» **What you are asked to do**
For each line of the listing that includes the word "latest", show the whole line.

» **Records for the task**
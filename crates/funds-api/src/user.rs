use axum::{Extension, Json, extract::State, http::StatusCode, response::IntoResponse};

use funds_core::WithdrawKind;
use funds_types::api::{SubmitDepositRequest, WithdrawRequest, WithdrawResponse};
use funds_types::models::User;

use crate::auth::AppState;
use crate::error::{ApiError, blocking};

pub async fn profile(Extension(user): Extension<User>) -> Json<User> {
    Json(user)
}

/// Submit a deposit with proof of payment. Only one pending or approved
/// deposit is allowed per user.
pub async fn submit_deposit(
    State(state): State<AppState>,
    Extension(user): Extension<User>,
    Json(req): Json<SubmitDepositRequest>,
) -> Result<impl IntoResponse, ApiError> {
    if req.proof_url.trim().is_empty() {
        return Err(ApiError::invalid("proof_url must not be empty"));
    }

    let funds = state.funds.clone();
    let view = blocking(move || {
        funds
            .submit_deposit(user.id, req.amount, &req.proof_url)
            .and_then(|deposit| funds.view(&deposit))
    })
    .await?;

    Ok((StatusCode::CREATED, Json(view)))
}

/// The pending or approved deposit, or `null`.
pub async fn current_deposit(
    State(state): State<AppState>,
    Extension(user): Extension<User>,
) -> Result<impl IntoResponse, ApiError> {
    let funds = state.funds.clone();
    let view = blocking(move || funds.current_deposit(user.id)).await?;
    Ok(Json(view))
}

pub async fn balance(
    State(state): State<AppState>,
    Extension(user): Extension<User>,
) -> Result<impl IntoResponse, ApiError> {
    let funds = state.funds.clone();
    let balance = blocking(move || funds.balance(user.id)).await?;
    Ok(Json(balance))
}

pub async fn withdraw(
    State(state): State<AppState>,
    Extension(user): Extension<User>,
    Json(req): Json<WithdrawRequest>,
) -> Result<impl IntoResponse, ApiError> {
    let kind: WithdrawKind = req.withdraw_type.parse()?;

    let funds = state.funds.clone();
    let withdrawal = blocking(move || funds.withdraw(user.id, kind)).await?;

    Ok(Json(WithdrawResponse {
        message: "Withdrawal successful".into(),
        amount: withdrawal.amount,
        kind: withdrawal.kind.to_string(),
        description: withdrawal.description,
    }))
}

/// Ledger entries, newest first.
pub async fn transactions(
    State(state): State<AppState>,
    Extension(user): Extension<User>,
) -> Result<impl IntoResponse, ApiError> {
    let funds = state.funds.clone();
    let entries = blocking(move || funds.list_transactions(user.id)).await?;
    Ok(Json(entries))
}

==

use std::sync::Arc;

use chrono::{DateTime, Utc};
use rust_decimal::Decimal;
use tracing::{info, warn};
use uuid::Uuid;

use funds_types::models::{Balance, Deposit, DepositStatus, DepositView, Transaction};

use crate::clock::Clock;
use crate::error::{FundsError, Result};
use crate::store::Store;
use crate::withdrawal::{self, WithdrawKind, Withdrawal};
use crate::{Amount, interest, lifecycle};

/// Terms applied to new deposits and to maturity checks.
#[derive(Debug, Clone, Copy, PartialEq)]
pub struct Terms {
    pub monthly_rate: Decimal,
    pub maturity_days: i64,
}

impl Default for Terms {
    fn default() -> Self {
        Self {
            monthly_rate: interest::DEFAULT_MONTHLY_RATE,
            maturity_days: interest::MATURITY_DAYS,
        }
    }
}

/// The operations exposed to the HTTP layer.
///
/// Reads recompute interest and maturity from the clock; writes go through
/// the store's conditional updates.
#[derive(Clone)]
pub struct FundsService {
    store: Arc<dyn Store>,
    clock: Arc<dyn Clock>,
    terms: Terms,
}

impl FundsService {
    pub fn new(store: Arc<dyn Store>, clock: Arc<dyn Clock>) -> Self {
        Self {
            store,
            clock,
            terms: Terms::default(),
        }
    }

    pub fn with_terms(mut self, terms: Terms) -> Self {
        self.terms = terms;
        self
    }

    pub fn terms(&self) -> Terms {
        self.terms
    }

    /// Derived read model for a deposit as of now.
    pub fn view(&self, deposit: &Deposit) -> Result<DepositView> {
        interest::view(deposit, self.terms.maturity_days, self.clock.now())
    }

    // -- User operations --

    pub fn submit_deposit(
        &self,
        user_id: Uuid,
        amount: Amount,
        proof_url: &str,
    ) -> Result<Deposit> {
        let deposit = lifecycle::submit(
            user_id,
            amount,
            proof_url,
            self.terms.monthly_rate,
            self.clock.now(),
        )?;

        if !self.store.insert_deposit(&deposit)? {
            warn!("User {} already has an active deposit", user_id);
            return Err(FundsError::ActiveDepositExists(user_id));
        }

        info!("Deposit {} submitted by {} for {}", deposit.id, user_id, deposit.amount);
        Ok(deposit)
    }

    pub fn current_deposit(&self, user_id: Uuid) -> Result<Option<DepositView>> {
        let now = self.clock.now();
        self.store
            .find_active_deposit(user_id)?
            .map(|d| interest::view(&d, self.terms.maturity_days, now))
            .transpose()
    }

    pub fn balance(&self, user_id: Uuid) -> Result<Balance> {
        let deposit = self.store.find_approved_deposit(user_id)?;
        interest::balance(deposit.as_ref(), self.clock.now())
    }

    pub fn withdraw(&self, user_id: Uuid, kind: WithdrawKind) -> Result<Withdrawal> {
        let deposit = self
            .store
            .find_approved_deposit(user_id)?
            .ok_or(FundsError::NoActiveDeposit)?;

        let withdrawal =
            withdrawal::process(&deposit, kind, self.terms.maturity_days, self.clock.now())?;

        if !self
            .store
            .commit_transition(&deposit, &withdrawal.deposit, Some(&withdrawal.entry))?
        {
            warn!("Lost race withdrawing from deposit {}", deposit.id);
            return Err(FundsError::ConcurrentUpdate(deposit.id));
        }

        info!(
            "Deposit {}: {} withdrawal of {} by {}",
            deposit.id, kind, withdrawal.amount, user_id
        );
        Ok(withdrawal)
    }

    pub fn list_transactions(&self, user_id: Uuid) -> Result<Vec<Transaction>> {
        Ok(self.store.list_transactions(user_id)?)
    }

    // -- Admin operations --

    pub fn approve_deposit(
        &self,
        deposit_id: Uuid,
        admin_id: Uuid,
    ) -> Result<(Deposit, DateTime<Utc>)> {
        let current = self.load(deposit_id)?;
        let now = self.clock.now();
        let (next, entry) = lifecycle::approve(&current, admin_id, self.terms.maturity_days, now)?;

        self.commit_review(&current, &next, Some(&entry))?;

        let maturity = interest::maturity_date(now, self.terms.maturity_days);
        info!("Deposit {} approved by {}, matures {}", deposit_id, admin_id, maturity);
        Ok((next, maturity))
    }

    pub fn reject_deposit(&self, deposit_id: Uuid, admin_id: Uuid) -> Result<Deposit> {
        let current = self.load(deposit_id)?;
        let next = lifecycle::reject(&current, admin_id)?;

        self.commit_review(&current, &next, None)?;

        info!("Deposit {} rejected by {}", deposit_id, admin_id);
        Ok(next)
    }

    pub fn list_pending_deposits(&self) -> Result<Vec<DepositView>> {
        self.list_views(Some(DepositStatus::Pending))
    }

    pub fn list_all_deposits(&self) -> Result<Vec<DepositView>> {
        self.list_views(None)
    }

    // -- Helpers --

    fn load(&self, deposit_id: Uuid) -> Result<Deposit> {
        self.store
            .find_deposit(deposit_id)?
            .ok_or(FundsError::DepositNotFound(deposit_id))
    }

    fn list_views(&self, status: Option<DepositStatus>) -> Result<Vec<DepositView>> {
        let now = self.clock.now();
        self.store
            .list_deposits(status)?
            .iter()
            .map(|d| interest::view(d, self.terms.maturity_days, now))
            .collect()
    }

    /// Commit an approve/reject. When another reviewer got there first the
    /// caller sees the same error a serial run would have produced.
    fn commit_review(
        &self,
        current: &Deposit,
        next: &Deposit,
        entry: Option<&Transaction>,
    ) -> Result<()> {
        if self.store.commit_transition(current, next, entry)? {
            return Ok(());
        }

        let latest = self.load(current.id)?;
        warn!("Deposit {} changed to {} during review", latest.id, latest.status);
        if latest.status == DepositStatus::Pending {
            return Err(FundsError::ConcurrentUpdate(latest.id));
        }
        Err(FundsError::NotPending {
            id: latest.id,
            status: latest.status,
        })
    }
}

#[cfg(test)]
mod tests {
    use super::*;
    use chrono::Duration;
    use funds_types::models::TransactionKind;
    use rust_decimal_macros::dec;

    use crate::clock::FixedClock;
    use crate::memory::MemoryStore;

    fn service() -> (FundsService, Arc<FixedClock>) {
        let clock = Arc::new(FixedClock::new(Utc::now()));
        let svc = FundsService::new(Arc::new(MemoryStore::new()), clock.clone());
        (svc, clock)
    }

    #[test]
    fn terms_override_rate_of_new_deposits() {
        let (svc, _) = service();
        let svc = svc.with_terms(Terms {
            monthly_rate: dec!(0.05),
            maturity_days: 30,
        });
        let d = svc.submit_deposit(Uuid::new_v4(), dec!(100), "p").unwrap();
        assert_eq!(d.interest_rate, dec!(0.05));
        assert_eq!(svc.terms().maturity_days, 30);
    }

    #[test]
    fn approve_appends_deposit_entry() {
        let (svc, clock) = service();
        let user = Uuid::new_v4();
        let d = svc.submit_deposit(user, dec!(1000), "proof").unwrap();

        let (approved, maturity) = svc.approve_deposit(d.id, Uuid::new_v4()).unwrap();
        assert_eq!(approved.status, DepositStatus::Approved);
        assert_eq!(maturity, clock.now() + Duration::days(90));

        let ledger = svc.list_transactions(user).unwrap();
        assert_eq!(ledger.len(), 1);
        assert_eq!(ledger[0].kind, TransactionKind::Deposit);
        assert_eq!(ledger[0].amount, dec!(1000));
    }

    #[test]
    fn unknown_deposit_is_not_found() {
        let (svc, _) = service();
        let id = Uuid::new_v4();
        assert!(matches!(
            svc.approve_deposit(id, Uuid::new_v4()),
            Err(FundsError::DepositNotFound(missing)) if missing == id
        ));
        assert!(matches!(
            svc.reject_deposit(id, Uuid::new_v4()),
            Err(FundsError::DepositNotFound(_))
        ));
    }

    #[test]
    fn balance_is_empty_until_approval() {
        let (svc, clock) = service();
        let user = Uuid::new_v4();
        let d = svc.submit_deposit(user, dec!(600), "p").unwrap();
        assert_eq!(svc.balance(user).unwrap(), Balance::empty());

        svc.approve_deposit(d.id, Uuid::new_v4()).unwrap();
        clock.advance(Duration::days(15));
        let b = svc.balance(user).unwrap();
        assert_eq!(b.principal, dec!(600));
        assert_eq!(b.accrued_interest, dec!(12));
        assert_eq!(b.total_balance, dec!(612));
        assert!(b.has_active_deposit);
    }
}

* * *

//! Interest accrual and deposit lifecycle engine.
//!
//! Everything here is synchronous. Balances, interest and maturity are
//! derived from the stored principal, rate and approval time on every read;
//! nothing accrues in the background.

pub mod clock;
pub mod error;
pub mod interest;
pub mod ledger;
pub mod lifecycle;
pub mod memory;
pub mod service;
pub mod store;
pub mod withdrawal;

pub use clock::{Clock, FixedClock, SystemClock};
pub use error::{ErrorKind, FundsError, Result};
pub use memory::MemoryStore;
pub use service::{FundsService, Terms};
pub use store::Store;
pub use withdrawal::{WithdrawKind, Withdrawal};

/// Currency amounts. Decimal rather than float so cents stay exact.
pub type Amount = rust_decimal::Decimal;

» **Response below**
        let latest = self.load(current.id)?;
        warn!("Deposit {} changed to {} during review", latest.id, latest.status);
        if latest.status == DepositStatus::Pending {
            return Err(FundsError::ConcurrentUpdate(latest.id));
            id: latest.id,
            status: latest.status,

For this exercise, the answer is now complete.